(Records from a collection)
== Segment start ==
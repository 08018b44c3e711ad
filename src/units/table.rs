use ahash::AHashMap;
use anyhow::{ensure, Result};

use crate::{types::UnitId, units::Unit};

/// Immutable table of units, sorted by identifier.
///
/// Indices into the table are dense and follow lexicographic identifier order,
/// which gives every index-keyed structure a platform-independent ordering.
#[derive(Clone, Debug, Default)]
pub struct UnitTable {
    units: Vec<Unit>,
    index: AHashMap<UnitId, usize>,
}

impl UnitTable {
    /// Build a table, rejecting duplicate identifiers and non-positive populations.
    pub fn new(mut units: Vec<Unit>) -> Result<Self> {
        units.sort_by(|a, b| a.id().cmp(b.id()));

        for pair in units.windows(2) {
            ensure!(pair[0].id() != pair[1].id(), "[units::table] Duplicate unit identifier '{}'", pair[0].id());
        }
        for unit in &units {
            ensure!(unit.population().is_finite() && unit.population() > 0.0,
                "[units::table] Unit '{}' has non-positive population {}", unit.id(), unit.population());
        }

        let index = units.iter().enumerate()
            .map(|(i, unit)| (unit.id().clone(), i))
            .collect();

        Ok(Self { units, index })
    }

    #[inline] pub fn len(&self) -> usize { self.units.len() }

    #[inline] pub fn is_empty(&self) -> bool { self.units.is_empty() }

    /// Get the unit at a dense index.
    #[inline] pub fn unit(&self, index: usize) -> &Unit { &self.units[index] }

    /// Look up a unit by normalized identifier.
    #[inline] pub fn get(&self, id: &str) -> Option<&Unit> { self.index_of(id).map(|i| &self.units[i]) }

    /// Dense index of a unit by normalized identifier.
    #[inline] pub fn index_of(&self, id: &str) -> Option<usize> { self.index.get(id).copied() }

    #[inline] pub fn iter(&self) -> impl Iterator<Item = &Unit> + '_ { self.units.iter() }

    pub fn total_population(&self) -> f64 { self.units.iter().map(Unit::population).sum() }
}

#[cfg(test)]
mod tests {
    use super::*;
    use crate::units::Demographics;

    fn unit(name: &str, population: f64) -> Unit {
        Unit::new(UnitId::new(name), population, Demographics::default())
    }

    #[test]
    fn units_are_sorted_and_indexed() {
        let table = UnitTable::new(vec![unit("Clay", 10.0), unit("Adams", 20.0), unit("Boone", 5.0)]).unwrap();

        let names = table.iter().map(|u| u.id().as_str()).collect::<Vec<_>>();
        assert_eq!(names, vec!["adams", "boone", "clay"]);
        assert_eq!(table.index_of("clay"), Some(2));
        assert_eq!(table.get("boone").unwrap().population(), 5.0);
        assert!(table.get("dawes").is_none());
        assert_eq!(table.total_population(), 35.0);
    }

    #[test]
    fn duplicate_identifiers_are_rejected() {
        let err = UnitTable::new(vec![unit("Adams County", 1.0), unit("adams", 2.0)]).unwrap_err();
        assert!(err.to_string().contains("Duplicate"));
    }

    #[test]
    fn non_positive_population_is_rejected() {
        assert!(UnitTable::new(vec![unit("adams", 0.0)]).is_err());
        assert!(UnitTable::new(vec![unit("adams", -3.0)]).is_err());
        assert!(UnitTable::new(vec![unit("adams", f64::NAN)]).is_err());
    }
}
== Segment end ==
What you should do
Reproduce exactly the section above that begins at the line containing "for pair in" and ends at the line containing "#[inline] pub fn len(&self)", leaving out all other lines.

Final answer
        for pair in units.windows(2) {
            ensure!(pair[0].id() != pair[1].id(), "[units::table] Duplicate unit identifier '{}'", pair[0].id());
        }
        for unit in &units {
            ensure!(unit.population().is_finite() && unit.population() > 0.0,
                "[units::table] Unit '{}' has non-positive population {}", unit.id(), unit.population());
        }

        let index = units.iter().enumerate()
            .map(|(i, unit)| (unit.id().clone(), i))
            .collect();

        Ok(Self { units, index })
    }

    #[inline] pub fn len(&self) -> usize { self.units.len() }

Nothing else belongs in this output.